[[ TASK DATA open ]]
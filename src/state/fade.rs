// SPDX-License-Identifier: MPL-2.0
// This Source Code Form is subject to the terms of the Mozilla Public
// License, v. 2.0. If a copy of the MPL was not distributed with this
// file, You can obtain one at https://mozilla.org/MPL/2.0/.

//! Linear transition of one channel.

use std::time::{Duration, Instant};

use crate::types::clamp_u8;

/// An in-flight transition from `start_value` to `target_value`.
#[derive(Debug, Clone, Copy, PartialEq, Eq)]
pub struct Fade {
    start_value: u8,
    target_value: u8,
    duration: Duration,
    started_at: Instant,
}

/// The value a fade yields at some instant.
#[derive(Debug, Clone, Copy, PartialEq, Eq)]
pub enum FadeStep {
    /// Still running, currently at this value.
    Running(u8),
    /// Finished; the channel holds exactly the target.
    Done(u8),
}

impl FadeStep {
    /// The channel value for this step.
    #[must_use]
    pub const fn value(&self) -> u8 {
        match self {
            Self::Running(v) | Self::Done(v) => *v,
        }
    }
}

impl Fade {
    /// Creates a fade starting at `started_at`.
    #[must_use]
    pub const fn new(start_value: u8, target_value: u8, duration: Duration, started_at: Instant) -> Self {
        Self {
            start_value,
            target_value,
            duration,
            started_at,
        }
    }

    /// Interpolates the value at `now`.
    ///
    /// Progress is clamped to `[0, 1]`, so an instant before the start yields
    /// the start value. Once the duration has elapsed the exact target is
    /// returned rather than an interpolated value.
    #[must_use]
    pub fn sample(&self, now: Instant) -> FadeStep {
        let elapsed = now.saturating_duration_since(self.started_at);
        if elapsed >= self.duration {
            return FadeStep::Done(self.target_value);
        }

        let progress = elapsed.as_secs_f64() / self.duration.as_secs_f64();
        let start = f64::from(self.start_value);
        let delta = f64::from(self.target_value) - start;
        #[allow(clippy::cast_possible_truncation)]
        let value = (start + delta * progress).round() as i64;
        FadeStep::Running(clamp_u8(value))
    }

    /// Value the fade started from.
    #[must_use]
    pub const fn start_value(&self) -> u8 {
        self.start_value
    }

    /// Value the fade ends at.
    #[must_use]
    pub const fn target_value(&self) -> u8 {
        self.target_value
    }

    /// Total length of the fade.
    #[must_use]
    pub const fn duration(&self) -> Duration {
        self.duration
    }

    /// When the fade started.
    #[must_use]
    pub const fn started_at(&self) -> Instant {
        self.started_at
    }
}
[[ TASK DATA closed ]]
WHAT IS NEEDED: Produce a word-for-word restatement of all the records.

SOLUTION TO THE PROBLEM:
filename src/state/fade.rs
// SPDX-License-Identifier: MPL-2.0
// This Source Code Form is subject to the terms of the Mozilla Public
// License, v. 2.0. If a copy of the MPL was not distributed with this
// file, You can obtain one at https://mozilla.org/MPL/2.0/.

//! Linear transition of one channel.

use std::time::{Duration, Instant};

use crate::types::clamp_u8;

/// An in-flight transition from `start_value` to `target_value`.
#[derive(Debug, Clone, Copy, PartialEq, Eq)]
pub struct Fade {
    start_value: u8,
    target_value: u8,
    duration: Duration,
    started_at: Instant,
}

/// The value a fade yields at some instant.
#[derive(Debug, Clone, Copy, PartialEq, Eq)]
pub enum FadeStep {
    /// Still running, currently at this value.
    Running(u8),
    /// Finished; the channel holds exactly the target.
    Done(u8),
}

impl FadeStep {
    /// The channel value for this step.
    #[must_use]
    pub const fn value(&self) -> u8 {
        match self {
            Self::Running(v) | Self::Done(v) => *v,
        }
    }
}

impl Fade {
    /// Creates a fade starting at `started_at`.
    #[must_use]
    pub const fn new(start_value: u8, target_value: u8, duration: Duration, started_at: Instant) -> Self {
        Self {
            start_value,
            target_value,
            duration,
            started_at,
        }
    }

    /// Interpolates the value at `now`.
    ///
    /// Progress is clamped to `[0, 1]`, so an instant before the start yields
    /// the start value. Once the duration has elapsed the exact target is
    /// returned rather than an interpolated value.
    #[must_use]
    pub fn sample(&self, now: Instant) -> FadeStep {
        let elapsed = now.saturating_duration_since(self.started_at);
        if elapsed >= self.duration {
            return FadeStep::Done(self.target_value);
        }

        let progress = elapsed.as_secs_f64() / self.duration.as_secs_f64();
        let start = f64::from(self.start_value);
        let delta = f64::from(self.target_value) - start;
        #[allow(clippy::cast_possible_truncation)]
        let value = (start + delta * progress).round() as i64;
        FadeStep::Running(clamp_u8(value))
    }

    /// Value the fade started from.
    #[must_use]
    pub const fn start_value(&self) -> u8 {
        self.start_value
    }

    /// Value the fade ends at.
    #[must_use]
    pub const fn target_value(&self) -> u8 {
        self.target_value
    }

    /// Total length of the fade.
    #[must_use]
    pub const fn duration(&self) -> Duration {
        self.duration
    }

    /// When the fade started.
    #[must_use]
    pub const fn started_at(&self) -> Instant {
        self.started_at
    }
}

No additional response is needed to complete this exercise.